I took a jab at this silly idea of achieving perfection in a blog post back in January. And this recent experience only confirms my suspicions that our mistakes and flaws should be embraced because they make us look better.
It’s not our having flaws that makes a person attractive but it’s our embracing of our flaws that draws people to us.
You know those people who throw a fit when getting their picture taken or won’t allow you to display a photo of them? I can’t stand those people. They usually believe that they aren’t photogenic or have too may flaws. Non-photogenic people like myself actually have the advantage in my opinion. When people see me in person after seeing a photograph of me, they almost invariably comment at how much better I look in person. If you display only your best photos in your home, when guests look at them and then at the real you standing there, they’ll think that the you in the photo looks better. Embrace your past overweight, pimply, dorky self and people will actually look at the real you and compliment you on how far you’ve come.
In my Improv class we’re learning to own our choices, correct or not. And I’ve seen how when we embrace even our mistakes it comes across far more interesting and fun. In one of the Improv games we play, one player must decipher a random set of activities, objects and ideas that have been pantomimed or communicated via gibberish by their fellow improvisers. When the time comes to solve the puzzle, it’s much more entertaining when the guesser provides his answers with a confident flair. But when the answers are hesitantly offered with a questioning inflection, it just isn’t as fun to watch. The confident WRONG answer gets the most laughs and provides the biggest thrill to the audience.

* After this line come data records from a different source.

use std::sync::Arc;
use std::time::{Duration, Instant};

use ac_ascii::compositor::Compositor;
use ac_core::capture::CaptureController;
use ac_core::config::RenderConfig;
use ac_core::error::CoreError;
use ac_core::frame::CharacterGrid;
use ac_core::traits::{StreamInfo, VideoSource};

use crate::scheduler::{TickHandle, TickScheduler};

/// État de la boucle de rendu.
#[derive(Clone, Copy, Debug, PartialEq, Eq)]
pub enum LoopState {
    Stopped,
    Running,
}

/// Issue d'un passage dans la boucle.
#[derive(Debug)]
pub enum TickOutcome {
    /// Pas de tick échu, ou boucle arrêtée.
    Idle,
    /// Tick exécuté sans nouvelle grille (frame pas prête, échantillonnage raté).
    Skipped,
    /// Nouvelle grille live publiée.
    Published(Arc<CharacterGrid>),
}

/// Pilote source → compositor → capture au rythme du `TickScheduler`.
///
/// Possède la source de façon exclusive ; `stop` (ou le drop) annule le tick
/// en attente avant de libérer le périphérique.
pub struct RenderLoop<S: VideoSource> {
    source: S,
    compositor: Compositor,
    scheduler: TickScheduler,
    pending: Option<TickHandle>,
    state: LoopState,
    stream: Option<StreamInfo>,
}

impl<S: VideoSource> RenderLoop<S> {
    #[must_use]
    pub fn new(source: S, target_fps: u32) -> Self {
        Self {
            source,
            compositor: Compositor::new(),
            scheduler: TickScheduler::new(target_fps),
            pending: None,
            state: LoopState::Stopped,
            stream: None,
        }
    }

    #[must_use]
    pub fn state(&self) -> LoopState {
        self.state
    }

    #[must_use]
    pub fn is_running(&self) -> bool {
        self.state == LoopState::Running
    }

    #[must_use]
    pub fn has_pending_tick(&self) -> bool {
        self.pending.is_some() && self.scheduler.is_pending()
    }

    #[must_use]
    pub fn source_name(&self) -> &str {
        self.source.name()
    }

    /// Flux négocié au dernier `start` réussi.
    #[must_use]
    pub fn stream(&self) -> Option<StreamInfo> {
        self.stream
    }

    pub fn set_target_fps(&mut self, target_fps: u32) {
        self.scheduler.set_target_fps(target_fps);
    }

    /// Acquiert la source et planifie le premier tick.
    ///
    /// Déjà en marche : no-op.
    ///
    /// # Errors
    /// `CoreError::CameraUnavailable` ; la boucle reste alors `Stopped`, sans
    /// tick en attente ni nouvelle tentative automatique.
    pub fn start(&mut self, now: Instant) -> Result<(), CoreError> {
        if self.is_running() {
            return Ok(());
        }
        match self.source.acquire() {
            Ok(info) => {
                log::info!(
                    "Source {} active: {}x{}",
                    self.source.name(),
                    info.width,
                    info.height
                );
                self.stream = Some(info);
                self.state = LoopState::Running;
                self.pending = Some(self.scheduler.schedule(now));
                Ok(())
            }
            Err(e) => {
                log::warn!("Démarrage impossible ({}): {e}", self.source.name());
                self.source.release();
                self.state = LoopState::Stopped;
                self.pending = None;
                Err(e)
            }
        }
    }

    /// Temps avant le prochain tick, `None` si rien n'est planifié.
    #[must_use]
    pub fn time_until_tick(&self, now: Instant) -> Option<Duration> {
        if self.is_running() {
            self.scheduler.time_until_due(now)
        } else {
            None
        }
    }

    /// Exécute le tick en attente s'il est échu.
    pub fn poll(
        &mut self,
        now: Instant,
        config: &RenderConfig,
        capture: &mut CaptureController,
    ) -> TickOutcome {
        if !self.is_running() {
            return TickOutcome::Idle;
        }
        match self.scheduler.take_due(now) {
            Some(handle) if Some(handle) == self.pending => {
                self.pending = None;
                self.tick(now, config, capture)
            }
            _ => TickOutcome::Idle,
        }
    }

    /// Un tick : frame → grille → publication, puis replanification.
    ///
    /// La config est lue ici, donc tout changement s'applique au tick suivant
    /// sans toucher aux grilles déjà publiées.
    pub fn tick(
        &mut self,
        now: Instant,
        config: &RenderConfig,
        capture: &mut CaptureController,
    ) -> TickOutcome {
        if !self.is_running() {
            return TickOutcome::Idle;
        }

        let outcome = match self.source.current_frame() {
            None => TickOutcome::Skipped,
            Some(frame) => match self.compositor.process(&frame, config) {
                Ok(grid) => {
                    let grid = Arc::new(grid);
                    capture.publish(Arc::clone(&grid));
                    TickOutcome::Published(grid)
                }
                Err(e) => {
                    log::warn!("Tick ignoré: {e}");
                    TickOutcome::Skipped
                }
            },
        };

        self.pending = Some(self.scheduler.schedule(now));
        outcome
    }

    /// Annule le tick en attente puis libère la source. Idempotent.
    pub fn stop(&mut self) {
        if let Some(handle) = self.pending.take() {
            self.scheduler.cancel(handle);
        }
        if self.state == LoopState::Running {
            log::info!("Source {} arrêtée", self.source.name());
        }
        self.source.release();
        self.state = LoopState::Stopped;
    }
}

impl<S: VideoSource> Drop for RenderLoop<S> {
    fn drop(&mut self) {
        self.stop();
    }
}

I think of some of my favorite comedians such as Jack Benny, Carol Burnett, Lucille Ball, Gilda Radner, John Belushi and some of their most memorable scenes were ones in which a mistake was made…someone cracked up, a line was missed or a prop was mishandled. They didn’t stop. They didn’t lament the error, but they owned it, embraced it and even used it to their advantage.
That’s how you deal with mistakes. You never seek them out. You don’t need to. They’ll find you, but you own them, embrace them and use them to your advantage. It’ll make you more endearing and more confident.
To avoid mistakes, do nothing, say nothing be nothing.